Staff vaccination against hepatitis B is recommended.
• The prevalence and risk factors for percutaneous
injuries in registered nurses in the home health care sector.
Authors: Gershon RR, Pearson JM, Sherman MF, Samar SM, Canton
AN, Stone PW. Published in: Am J Infect Control. 2009 Sep;37(7):525-33.
Epub 2009 Feb 12.
BACKGROUND: Patients continue to enter home health care (HHC) "sicker
and quicker," often with complex health problems that require extensive
intervention. This higher level of acuity may increase the risk of
percutaneous injury (PI), yet information on the risk and risk factors
for PI and other types of exposures in this setting is exceptionally
sparse. To address this gap, a large cross-sectional study of
self-reported exposures in HHC registered nurses (RNs) was conducted.
METHODS: A convenience sample of HHC RNs (N=738) completed a survey
addressing 5 major constructs: (1) worker-centered characteristics, (2)
patient-related characteristics, (3) household characteristics, (4)

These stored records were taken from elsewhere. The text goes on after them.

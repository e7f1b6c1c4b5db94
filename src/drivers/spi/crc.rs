//! SD CRCs: CRC7 for command frames, CRC16-CCITT for data blocks

/// CRC7 (x^7 + x^3 + 1) of `data`, returned as the frame's last byte:
/// CRC in bits 7:1 and the end bit set
pub fn crc7(data: &[u8]) -> u8 {
    let mut crc = 0u8;
    for &byte in data {
        let mut d = byte;
        for _ in 0..8 {
            crc <<= 1;
            if (d ^ crc) & 0x80 != 0 {
                crc ^= 0x09;
            }
            d <<= 1;
        }
    }
    (crc << 1) | 1
}

/// CRC16-CCITT (x^16 + x^12 + x^5 + 1, initial value 0) of `data`
pub fn crc16(data: &[u8]) -> u16 {
    let mut crc = 0u16;
    for &byte in data {
        crc ^= (byte as u16) << 8;
        for _ in 0..8 {
            crc = if crc & 0x8000 != 0 { (crc << 1) ^ 0x1021 } else { crc << 1 };
        }
    }
    crc
}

organizational factors, and (5) prevalence of PIs and other blood and
body fluid exposures. Analyses were directed at determining significant
risk factors for exposure. RESULTS: Fourteen percent of RNs reported
one or more PIs in the past 3 years (7.6 per 100 person-years). Nearly
half (45.8%) of all PIs were not formally reported. PIs were
significantly correlated with a number of factors, including lack of
compliance with Standard Precautions (odds ratio [OR], 1.72; P=.019;
95% confidence interval [CI]: 1.09-2.71); recapping of needles (OR,
1.78; P=.016; 95% CI: 1.11-2.86); exposure to household stressors (OR,
1.99; P=.005; 95% CI: 1.22-3.25); exposure to violence (OR, 3.47;
P=.001; 95% CI: 1.67-7.20); mandatory overtime (OR, 2.44; P=.006; 95%
CI: 1.27-4.67); and safety climate (OR, 1.88; P=.004; 95% CI:
1.21-2.91) among others. CONCLUSION: The prevalence of PI was
substantial. Underreporting rates and risk factors for exposure were
similar to those identified in other RN work populations, although
factors uniquely associated with home care were also identified. Risk
mitigation strategies tailored to home care are needed to reduce risk
of exposure in this setting.
• Needlestick
injuries among medical students: incidence and implications.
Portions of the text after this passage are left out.